Within the records below, reproduce without change the lines from the line that has "mem::size_of::<Self>()" through the line that has "data.nodes_by_layer[1] = layer_with_codes(&[0, 1, 2]);", and only those.
--- RECORDS SUPPLIED Enclosed Below ---
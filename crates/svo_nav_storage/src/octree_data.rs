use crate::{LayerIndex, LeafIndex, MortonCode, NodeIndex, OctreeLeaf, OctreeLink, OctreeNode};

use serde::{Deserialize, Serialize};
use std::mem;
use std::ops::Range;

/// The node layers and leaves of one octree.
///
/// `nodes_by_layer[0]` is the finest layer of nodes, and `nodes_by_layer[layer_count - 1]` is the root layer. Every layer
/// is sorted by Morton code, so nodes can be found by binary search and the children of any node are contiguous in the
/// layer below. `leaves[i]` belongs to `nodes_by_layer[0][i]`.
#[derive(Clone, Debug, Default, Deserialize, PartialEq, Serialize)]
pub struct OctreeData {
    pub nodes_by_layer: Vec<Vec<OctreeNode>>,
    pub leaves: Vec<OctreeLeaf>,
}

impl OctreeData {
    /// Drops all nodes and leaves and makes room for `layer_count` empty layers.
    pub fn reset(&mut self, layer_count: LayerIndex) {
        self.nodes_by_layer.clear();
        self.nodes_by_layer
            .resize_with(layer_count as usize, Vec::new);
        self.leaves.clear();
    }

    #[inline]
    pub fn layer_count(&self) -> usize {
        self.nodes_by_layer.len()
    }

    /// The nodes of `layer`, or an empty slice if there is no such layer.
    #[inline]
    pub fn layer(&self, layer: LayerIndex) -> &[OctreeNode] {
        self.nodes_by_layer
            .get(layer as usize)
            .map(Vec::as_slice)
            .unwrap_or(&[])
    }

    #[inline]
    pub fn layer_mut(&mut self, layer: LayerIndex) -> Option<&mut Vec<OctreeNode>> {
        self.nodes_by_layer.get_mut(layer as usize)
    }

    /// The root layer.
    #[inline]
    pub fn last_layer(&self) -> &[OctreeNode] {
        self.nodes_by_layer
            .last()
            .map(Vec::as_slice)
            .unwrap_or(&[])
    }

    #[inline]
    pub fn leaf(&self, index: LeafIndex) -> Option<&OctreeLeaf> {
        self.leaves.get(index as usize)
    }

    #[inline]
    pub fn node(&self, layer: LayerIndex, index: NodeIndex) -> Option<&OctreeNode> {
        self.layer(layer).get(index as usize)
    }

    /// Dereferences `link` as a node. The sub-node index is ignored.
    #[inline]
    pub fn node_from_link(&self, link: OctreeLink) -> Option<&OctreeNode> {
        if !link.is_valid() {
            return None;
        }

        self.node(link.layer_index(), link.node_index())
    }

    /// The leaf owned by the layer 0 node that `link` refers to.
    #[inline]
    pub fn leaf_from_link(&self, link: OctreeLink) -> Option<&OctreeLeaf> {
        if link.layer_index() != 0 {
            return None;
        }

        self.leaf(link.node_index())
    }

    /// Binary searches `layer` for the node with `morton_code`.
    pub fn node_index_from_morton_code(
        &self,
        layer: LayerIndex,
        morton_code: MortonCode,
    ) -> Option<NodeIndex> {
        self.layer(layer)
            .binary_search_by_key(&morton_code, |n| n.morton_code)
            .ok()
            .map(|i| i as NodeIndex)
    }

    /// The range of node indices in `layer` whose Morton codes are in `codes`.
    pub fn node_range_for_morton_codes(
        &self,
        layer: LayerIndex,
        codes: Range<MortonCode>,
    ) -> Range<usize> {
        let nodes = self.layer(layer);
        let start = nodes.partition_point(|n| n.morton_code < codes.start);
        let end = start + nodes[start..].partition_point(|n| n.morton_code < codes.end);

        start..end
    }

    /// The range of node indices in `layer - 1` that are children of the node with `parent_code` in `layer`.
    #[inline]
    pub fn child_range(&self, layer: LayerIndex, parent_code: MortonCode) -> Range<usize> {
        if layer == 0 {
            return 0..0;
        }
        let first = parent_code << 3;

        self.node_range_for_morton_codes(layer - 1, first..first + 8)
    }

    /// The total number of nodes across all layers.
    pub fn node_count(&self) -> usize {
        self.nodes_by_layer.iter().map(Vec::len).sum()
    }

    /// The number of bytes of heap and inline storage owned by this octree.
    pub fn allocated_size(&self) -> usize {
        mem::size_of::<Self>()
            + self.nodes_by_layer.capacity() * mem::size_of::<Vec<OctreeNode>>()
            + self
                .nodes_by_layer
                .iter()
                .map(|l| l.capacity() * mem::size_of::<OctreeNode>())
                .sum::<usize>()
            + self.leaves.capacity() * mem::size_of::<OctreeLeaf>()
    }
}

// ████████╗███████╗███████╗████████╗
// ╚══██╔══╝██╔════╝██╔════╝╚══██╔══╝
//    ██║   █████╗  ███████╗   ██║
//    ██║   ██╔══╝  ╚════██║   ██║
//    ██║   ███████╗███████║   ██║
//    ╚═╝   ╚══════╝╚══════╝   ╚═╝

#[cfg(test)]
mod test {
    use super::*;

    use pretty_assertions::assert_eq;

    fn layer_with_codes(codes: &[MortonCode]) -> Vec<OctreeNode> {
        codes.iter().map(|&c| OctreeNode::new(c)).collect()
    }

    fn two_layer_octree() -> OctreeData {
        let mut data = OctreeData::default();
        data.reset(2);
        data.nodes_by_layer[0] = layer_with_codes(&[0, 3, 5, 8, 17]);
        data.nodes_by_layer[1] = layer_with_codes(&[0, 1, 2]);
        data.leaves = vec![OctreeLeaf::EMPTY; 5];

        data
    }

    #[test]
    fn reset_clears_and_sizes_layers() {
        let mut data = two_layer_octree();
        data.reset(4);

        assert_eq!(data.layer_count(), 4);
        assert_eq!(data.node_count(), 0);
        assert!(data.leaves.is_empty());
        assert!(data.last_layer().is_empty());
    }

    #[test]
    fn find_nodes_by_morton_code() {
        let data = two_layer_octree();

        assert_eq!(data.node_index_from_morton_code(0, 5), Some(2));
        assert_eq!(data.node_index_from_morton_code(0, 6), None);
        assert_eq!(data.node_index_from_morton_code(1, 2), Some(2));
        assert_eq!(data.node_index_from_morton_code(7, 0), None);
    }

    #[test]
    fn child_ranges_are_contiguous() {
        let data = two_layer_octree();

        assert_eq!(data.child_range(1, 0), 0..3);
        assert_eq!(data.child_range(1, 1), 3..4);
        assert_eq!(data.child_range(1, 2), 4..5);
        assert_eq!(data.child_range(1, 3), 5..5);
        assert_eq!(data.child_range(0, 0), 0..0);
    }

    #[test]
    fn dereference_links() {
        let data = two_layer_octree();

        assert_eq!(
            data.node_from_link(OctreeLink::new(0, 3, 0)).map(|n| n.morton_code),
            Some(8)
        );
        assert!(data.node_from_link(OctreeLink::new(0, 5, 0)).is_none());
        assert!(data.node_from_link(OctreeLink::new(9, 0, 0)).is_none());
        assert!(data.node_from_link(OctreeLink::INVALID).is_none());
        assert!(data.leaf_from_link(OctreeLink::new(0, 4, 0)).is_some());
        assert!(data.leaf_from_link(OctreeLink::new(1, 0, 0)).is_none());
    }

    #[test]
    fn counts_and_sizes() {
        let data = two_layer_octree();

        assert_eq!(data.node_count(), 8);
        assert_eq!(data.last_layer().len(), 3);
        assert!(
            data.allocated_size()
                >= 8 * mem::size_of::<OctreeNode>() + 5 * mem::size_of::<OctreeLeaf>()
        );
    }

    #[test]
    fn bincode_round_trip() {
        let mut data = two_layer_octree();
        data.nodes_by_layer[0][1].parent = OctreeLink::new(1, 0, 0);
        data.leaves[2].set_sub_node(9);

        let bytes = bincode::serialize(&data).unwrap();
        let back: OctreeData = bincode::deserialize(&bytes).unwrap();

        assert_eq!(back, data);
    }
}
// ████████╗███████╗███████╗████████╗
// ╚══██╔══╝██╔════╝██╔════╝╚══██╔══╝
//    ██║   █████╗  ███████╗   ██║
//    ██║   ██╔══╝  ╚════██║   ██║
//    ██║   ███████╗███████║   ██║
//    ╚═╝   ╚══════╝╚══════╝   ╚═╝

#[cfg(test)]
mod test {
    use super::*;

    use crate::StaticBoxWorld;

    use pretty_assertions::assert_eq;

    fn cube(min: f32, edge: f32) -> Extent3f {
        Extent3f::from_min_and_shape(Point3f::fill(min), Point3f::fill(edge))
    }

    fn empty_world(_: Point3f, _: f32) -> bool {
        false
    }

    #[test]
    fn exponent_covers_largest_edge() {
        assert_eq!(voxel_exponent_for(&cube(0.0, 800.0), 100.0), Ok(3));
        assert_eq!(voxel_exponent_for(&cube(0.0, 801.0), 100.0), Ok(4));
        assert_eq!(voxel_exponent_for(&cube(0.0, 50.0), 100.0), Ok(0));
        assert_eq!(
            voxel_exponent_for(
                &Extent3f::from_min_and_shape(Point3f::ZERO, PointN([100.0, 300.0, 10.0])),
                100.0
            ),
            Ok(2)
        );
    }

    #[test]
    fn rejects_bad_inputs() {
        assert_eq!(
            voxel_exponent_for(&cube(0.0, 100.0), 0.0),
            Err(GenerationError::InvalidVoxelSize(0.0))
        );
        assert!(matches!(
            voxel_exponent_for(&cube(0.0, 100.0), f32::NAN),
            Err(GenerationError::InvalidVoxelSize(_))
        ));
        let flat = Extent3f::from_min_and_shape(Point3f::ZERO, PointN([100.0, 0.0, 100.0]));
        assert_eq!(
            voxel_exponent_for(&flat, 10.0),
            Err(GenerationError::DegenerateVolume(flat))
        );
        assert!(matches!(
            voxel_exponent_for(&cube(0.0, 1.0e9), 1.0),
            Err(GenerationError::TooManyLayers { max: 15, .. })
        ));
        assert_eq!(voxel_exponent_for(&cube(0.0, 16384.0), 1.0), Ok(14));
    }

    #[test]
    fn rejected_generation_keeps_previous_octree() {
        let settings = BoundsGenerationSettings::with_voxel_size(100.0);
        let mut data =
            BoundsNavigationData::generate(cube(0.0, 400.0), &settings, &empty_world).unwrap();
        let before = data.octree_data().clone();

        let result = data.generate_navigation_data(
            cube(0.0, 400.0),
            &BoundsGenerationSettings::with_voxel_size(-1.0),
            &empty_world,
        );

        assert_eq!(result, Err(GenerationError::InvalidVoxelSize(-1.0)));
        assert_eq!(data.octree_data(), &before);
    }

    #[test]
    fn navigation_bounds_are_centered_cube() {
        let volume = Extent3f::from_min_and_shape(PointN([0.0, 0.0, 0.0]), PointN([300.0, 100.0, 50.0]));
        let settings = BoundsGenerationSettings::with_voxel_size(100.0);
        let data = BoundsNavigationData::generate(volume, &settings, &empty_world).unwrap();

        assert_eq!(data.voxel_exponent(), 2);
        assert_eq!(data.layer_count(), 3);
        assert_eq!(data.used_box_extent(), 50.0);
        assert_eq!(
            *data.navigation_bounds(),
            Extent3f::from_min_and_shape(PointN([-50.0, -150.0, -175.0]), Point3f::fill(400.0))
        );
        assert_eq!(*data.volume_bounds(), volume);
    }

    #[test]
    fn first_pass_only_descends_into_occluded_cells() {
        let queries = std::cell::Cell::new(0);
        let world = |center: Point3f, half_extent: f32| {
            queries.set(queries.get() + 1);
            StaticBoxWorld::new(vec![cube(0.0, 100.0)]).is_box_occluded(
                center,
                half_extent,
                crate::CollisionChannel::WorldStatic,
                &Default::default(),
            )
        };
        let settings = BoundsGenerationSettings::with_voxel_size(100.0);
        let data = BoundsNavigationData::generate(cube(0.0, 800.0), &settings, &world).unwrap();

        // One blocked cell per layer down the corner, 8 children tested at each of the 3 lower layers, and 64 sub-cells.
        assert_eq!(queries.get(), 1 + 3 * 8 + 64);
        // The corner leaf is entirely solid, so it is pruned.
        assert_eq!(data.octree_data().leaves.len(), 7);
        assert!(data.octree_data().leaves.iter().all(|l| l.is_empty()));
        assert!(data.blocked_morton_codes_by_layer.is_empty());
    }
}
--- End of Enclosed RECORDS SUPPLIED ---
ANSWER FOR THE TASK
        mem::size_of::<Self>()
            + self.nodes_by_layer.capacity() * mem::size_of::<Vec<OctreeNode>>()
            + self
                .nodes_by_layer
                .iter()
                .map(|l| l.capacity() * mem::size_of::<OctreeNode>())
                .sum::<usize>()
            + self.leaves.capacity() * mem::size_of::<OctreeLeaf>()
    }
}

// ████████╗███████╗███████╗████████╗
// ╚══██╔══╝██╔════╝██╔════╝╚══██╔══╝
//    ██║   █████╗  ███████╗   ██║
//    ██║   ██╔══╝  ╚════██║   ██║
//    ██║   ███████╗███████║   ██║
//    ╚═╝   ╚══════╝╚══════╝   ╚═╝

#[cfg(test)]
mod test {
    use super::*;

    use pretty_assertions::assert_eq;

    fn layer_with_codes(codes: &[MortonCode]) -> Vec<OctreeNode> {
        codes.iter().map(|&c| OctreeNode::new(c)).collect()
    }

    fn two_layer_octree() -> OctreeData {
        let mut data = OctreeData::default();
        data.reset(2);
        data.nodes_by_layer[0] = layer_with_codes(&[0, 3, 5, 8, 17]);
        data.nodes_by_layer[1] = layer_with_codes(&[0, 1, 2]);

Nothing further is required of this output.